As noted in coverage from NPR, the lawsuit centers on plaintiff Justin Brewer of San Jacinto, California, who alleges his privacy was "severely invaded" upon realizing Otter was secretly recording a confidential conversation. 

The complaint alleges that Otter Notebook, which can do real-time transcriptions of Zoom, Google Meet, and Microsoft Teams meetings, "by default does not ask meeting attendees for permission to record and fails to alert participants that recordings are shared with Otter to improve its artificial intelligence systems."

Perhaps most concerning is how the system can automatically join meetings.
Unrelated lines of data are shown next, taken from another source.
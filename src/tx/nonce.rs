//! Per-signer nonce assignment
//!
//! Counters live in memory only; they start at zero and are corrected against
//! the chain's pending count on every poll. The durable record of which
//! nonces are outstanding is the tx store.

use crate::chain::{ChainInteractor, CountTag};
use crate::error::RelayResult;

use dashmap::DashMap;
use ethers::types::Address;
use tracing::warn;

/// In-memory per-signer nonce counters.
pub struct NonceAllocator {
    counters: DashMap<Address, u64>,
}

impl NonceAllocator {
    /// Counters start at zero for every configured signer.
    pub fn new(signers: impl IntoIterator<Item = Address>) -> Self {
        let counters = DashMap::new();
        for signer in signers {
            counters.insert(signer, 0);
        }
        Self { counters }
    }

    /// Next nonce for `signer`.
    ///
    /// If the chain's pending count is ahead of the local counter, the chain
    /// knows of a transaction the relay does not: adopt the chain's count (a
    /// "nonce fix") and warn.
    pub async fn poll(
        &self,
        chain: &dyn ChainInteractor,
        signer: Address,
    ) -> RelayResult<u64> {
        let pending = chain.transaction_count(signer, CountTag::Pending).await?;

        let mut counter = self.counters.entry(signer).or_insert(0);
        if pending > *counter {
            warn!(
                signer = ?signer,
                local = *counter,
                chain = pending,
                "nonce fix: chain pending count ahead of local counter"
            );
            crate::metrics::record_nonce_fix(signer);
            *counter = pending;
        }

        Ok(*counter)
    }

    /// Advance the counter after a successful store write.
    pub fn commit(&self, signer: Address) {
        *self.counters.entry(signer).or_insert(0) += 1;
    }
}

#[cfg(test)]
mod tests {
    use super::*;
    use crate::chain::testing::MockChain;

    #[tokio::test]
    async fn first_poll_adopts_chain_count() {
        let chain = MockChain::new(33);
        let signer = Address::random();
        chain.set_pending_count(signer, 5);

        let nonces = NonceAllocator::new([signer]);
        assert_eq!(nonces.poll(&chain, signer).await.unwrap(), 5);
    }

    #[tokio::test]
    async fn commit_increments_counter() {
        let chain = MockChain::new(33);
        let signer = Address::random();
        chain.set_pending_count(signer, 5);

        let nonces = NonceAllocator::new([signer]);
        nonces.poll(&chain, signer).await.unwrap();
        nonces.commit(signer);

        assert_eq!(nonces.poll(&chain, signer).await.unwrap(), 6);
    }

    #[tokio::test]
    async fn chain_ahead_triggers_nonce_fix() {
        let chain = MockChain::new(33);
        let signer = Address::random();
        chain.set_pending_count(signer, 3);

        let nonces = NonceAllocator::new([signer]);
        nonces.poll(&chain, signer).await.unwrap();

        // The chain learns of transactions the relay never sent.
        chain.set_pending_count(signer, 7);
        assert_eq!(nonces.poll(&chain, signer).await.unwrap(), 7);
    }

    #[tokio::test]
    async fn chain_behind_keeps_local_counter() {
        let chain = MockChain::new(33);
        let signer = Address::random();
        chain.set_pending_count(signer, 5);

        let nonces = NonceAllocator::new([signer]);
        nonces.poll(&chain, signer).await.unwrap();
        nonces.commit(signer);
        nonces.commit(signer);

        // Chain still reports 5; local counter has moved on.
        assert_eq!(nonces.poll(&chain, signer).await.unwrap(), 7);
    }
}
As detailed in the lawsuit: "If the meeting host is an Otter accountholder who has integrated their relevant Google Meet, Zoom, or Microsoft Teams accounts with Otter, an Otter Notetaker may join the meeting without obtaining the affirmative consent from any meeting participant, including the host." 
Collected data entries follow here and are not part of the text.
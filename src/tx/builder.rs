//! Canonical transaction construction and tx id derivation

use crate::chain::RawTxOptions;

use ethers::types::transaction::eip2718::TypedTransaction;
use ethers::types::{Address, Bytes, TransactionRequest, H256, U256};
use ethers::utils::keccak256;

/// Build the canonical unsigned legacy transaction the relay broadcasts.
/// The chain id from `opts` makes the signature EIP-155 replay-protected.
pub fn build_unsigned(
    to: Address,
    value: U256,
    gas_limit: u64,
    gas_price: U256,
    data: Bytes,
    nonce: u64,
    opts: &RawTxOptions,
) -> TypedTransaction {
    let request = TransactionRequest::new()
        .to(to)
        .value(value)
        .gas(gas_limit)
        .gas_price(gas_price)
        .data(data)
        .nonce(nonce)
        .chain_id(opts.chain_id);

    TypedTransaction::Legacy(request)
}

/// The transaction id is the keccak-256 hash of the signed RLP bytes.
pub fn tx_id_of(signed: &Bytes) -> H256 {
    H256::from(keccak256(signed))
}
The legal filing claims this practice violates both state and federal privacy and wiretap laws, with lawyers arguing that Otter uses these recordings to "derive financial gain" through AI model training. 

The lawsuit also challenges Otter's "de-identification" process, arguing that "Otter's deidentification process does not remove confidential information or guarantee speaker anonymity" and that the company "provides no public explanation of its 'de-identifying' process".

Beyond the courtroom, real users have been sharing their own experiences with Otter's privacy issues. 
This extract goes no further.